Not once, not twice, but three times, the Huntington Beach
resident has been selected to work the Olympics.
Dixon, 58, is a sports massage therapist, and he leaves on Aug. 12
to work the 2004 Summer Games in Athens, Greece.
“It’s really a thrill to be going to the site where the first
modern day games were played,” said Dixon, who previously was
selected to work the Atlanta Summer Games in 1996, and the Salt Lake
City Winter Games in 2002. “In fact, they will be using some of the
original venues that were used in 1896. There’s a tremendous amount
of history here.”
Dixon, married, father of three and grandfather of nine, does this
purely on a voluntary basis, and calls it an “expensive, but
worthwhile, trip.”
He said that of the 500 sports massage therapists that applied to
work the Athens Summer Games, only 100 were selected from 12
different countries.
“What makes this so special is that few people get selected to
work one Olympic games,” he said. “To be selected to work three
different Olympic games really is an honor.”
Dixon is a member of the Athens Sports Massage Team 2004, a team
assigned to the Athens Committee for the Olympic Games.
Sports massage therapy falls under the canopy of the Summer Games’
medical services. Ironically, the only athletes that the sports
massage therapists will not work on during the Games, Dixon said, are
U.S. athletes.
“The United States Olympic Committee does not regard sports
massage therapy as a bona fide part of health care,” he said. “So,
our U.S. athletes will be treated by those not specifically trained
in sports massage therapy.”
During his career, Dixon has worked on world champions and Olympic
gold medal winners, although confidentiality prevents him from giving
names of the Olympic athletes.
But Tom Jones, a professional champion prizefighter and runner
from Huntington Beach, has benefited from Dixon’s expertise.
“I would have quit sports a few years ago by my own hand, thrown
the towel over the top of the rope, had I not discovered Mark and his
services,” said the 41-year-old Jones, who plans on doing 120
marathons in 120 consecutive days, beginning in April of 2005.

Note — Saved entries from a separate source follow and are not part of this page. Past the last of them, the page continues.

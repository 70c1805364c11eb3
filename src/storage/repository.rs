//! Timeline persistence contract and the in-memory implementation

use std::collections::HashMap;
use std::path::PathBuf;
use std::sync::{Arc, Mutex, RwLock};

use thiserror::Error;
use tracing::debug;

use crate::domain::{Timeline, TimelineDocument, TimelineError, TimelineId};

#[derive(Debug, Error)]
pub enum RepositoryError {
    #[error("Timeline not found: {0}")]
    NotFound(TimelineId),

    #[error("I/O error on {}: {source}", .path.display())]
    Io {
        path: PathBuf,
        #[source]
        source: std::io::Error,
    },

    #[error("Failed to parse {}: {source}", .path.display())]
    Parse {
        path: PathBuf,
        #[source]
        source: serde_json::Error,
    },

    #[error("Failed to serialize timeline {id}: {source}")]
    Serialize {
        id: TimelineId,
        #[source]
        source: serde_json::Error,
    },

    #[error("Stored timeline is inconsistent: {0}")]
    Corrupt(TimelineError),

    #[error(transparent)]
    Timeline(#[from] TimelineError),

    #[error("Repository lock poisoned")]
    Poisoned,
}

/// Storage for whole timeline aggregates
pub trait TimelineRepository: Send + Sync {
    /// Inserts or replaces a timeline
    fn save_timeline(&self, timeline: &Timeline) -> Result<(), RepositoryError>;

    fn get_timeline(&self, id: &TimelineId) -> Result<Option<Timeline>, RepositoryError>;

    /// All timelines, oldest first
    fn list_timelines(&self) -> Result<Vec<Timeline>, RepositoryError>;

    /// Returns false if there was nothing to delete
    fn delete_timeline(&self, id: &TimelineId) -> Result<bool, RepositoryError>;

    /// Like `get_timeline`, but a missing timeline is an error
    fn require_timeline(&self, id: &TimelineId) -> Result<Timeline, RepositoryError> {
        self.get_timeline(id)?
            .ok_or_else(|| RepositoryError::NotFound(id.clone()))
    }
}

pub(crate) fn sort_timelines(timelines: &mut [Timeline]) {
    timelines.sort_by(|a, b| {
        a.created_at()
            .cmp(&b.created_at())
            .then_with(|| a.id.cmp(&b.id))
    });
}

/// Keeps timelines in a map keyed by id
///
/// Timelines are stored in their persisted shape, so event subscriptions
/// never leak between callers.
#[derive(Debug, Default)]
pub struct InMemoryRepository {
    timelines: RwLock<HashMap<TimelineId, TimelineDocument>>,
}

impl InMemoryRepository {
    pub fn new() -> Self {
        Self::default()
    }
}

impl TimelineRepository for InMemoryRepository {
    fn save_timeline(&self, timeline: &Timeline) -> Result<(), RepositoryError> {
        let doc = TimelineDocument::from(timeline.clone());
        self.timelines
            .write()
            .map_err(|_| RepositoryError::Poisoned)?
            .insert(timeline.id.clone(), doc);
        debug!(timeline = %timeline.id, "timeline saved in memory");
        Ok(())
    }

    fn get_timeline(&self, id: &TimelineId) -> Result<Option<Timeline>, RepositoryError> {
        let timelines = self.timelines.read().map_err(|_| RepositoryError::Poisoned)?;
        timelines
            .get(id)
            .map(|doc| Timeline::try_from(doc.clone()).map_err(RepositoryError::Corrupt))
            .transpose()
    }

    fn list_timelines(&self) -> Result<Vec<Timeline>, RepositoryError> {
        let timelines = self.timelines.read().map_err(|_| RepositoryError::Poisoned)?;
        let mut all = timelines
            .values()
            .map(|doc| Timeline::try_from(doc.clone()).map_err(RepositoryError::Corrupt))
            .collect::<Result<Vec<_>, _>>()?;
        sort_timelines(&mut all);
        Ok(all)
    }

    fn delete_timeline(&self, id: &TimelineId) -> Result<bool, RepositoryError> {
        Ok(self
            .timelines
            .write()
            .map_err(|_| RepositoryError::Poisoned)?
            .remove(id)
            .is_some())
    }
}

/// Serializes read-modify-write cycles per timeline id over any repository
pub struct SharedTimelines<R> {
    repo: R,
    locks: Mutex<HashMap<TimelineId, Arc<Mutex<()>>>>,
}

impl<R: TimelineRepository> SharedTimelines<R> {
    pub fn new(repo: R) -> Self {
        Self {
            repo,
            locks: Mutex::new(HashMap::new()),
        }
    }

    pub fn repository(&self) -> &R {
        &self.repo
    }

    fn lock_for(&self, id: &TimelineId) -> Result<Arc<Mutex<()>>, RepositoryError> {
        let mut locks = self.locks.lock().map_err(|_| RepositoryError::Poisoned)?;
        Ok(locks.entry(id.clone()).or_default().clone())
    }

    /// Loads, mutates and saves a timeline while holding its lock
    ///
    /// Nothing is saved when `apply` fails.
    pub fn update<T, F>(&self, id: &TimelineId, apply: F) -> Result<T, RepositoryError>
    where
        F: FnOnce(&mut Timeline) -> Result<T, TimelineError>,
    {
        let lock = self.lock_for(id)?;
        let _guard = lock.lock().map_err(|_| RepositoryError::Poisoned)?;

        let mut timeline = self.repo.require_timeline(id)?;
        let result = apply(&mut timeline)?;
        self.repo.save_timeline(&timeline)?;
        Ok(result)
    }

    /// Reads a timeline without racing a concurrent `update`
    pub fn read(&self, id: &TimelineId) -> Result<Timeline, RepositoryError> {
        let lock = self.lock_for(id)?;
        let _guard = lock.lock().map_err(|_| RepositoryError::Poisoned)?;
        self.repo.require_timeline(id)
    }
}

He accomplished that same feat in 2000.
“I was always injured and considering quitting a few years ago,”
he said. “Mark helped me tremendously, not only with my injuries but
by preventing further injuries through regular massage therapy. I’m
really excited for the Olympic athletes. I know the benefits they are
going to reap from Mark.”
Dixon said that training and experience play a huge role in
developing his craft.
He began by logging in 1,000 hours of training in 1988, which gave him a “strong foundation,” he said.
He’s been a member of the American Massage Therapy Assn. Since
1988, its National Sports Massage Team since 1990 and has been
nationally certified in therapeutic massage and bodywork since 1992.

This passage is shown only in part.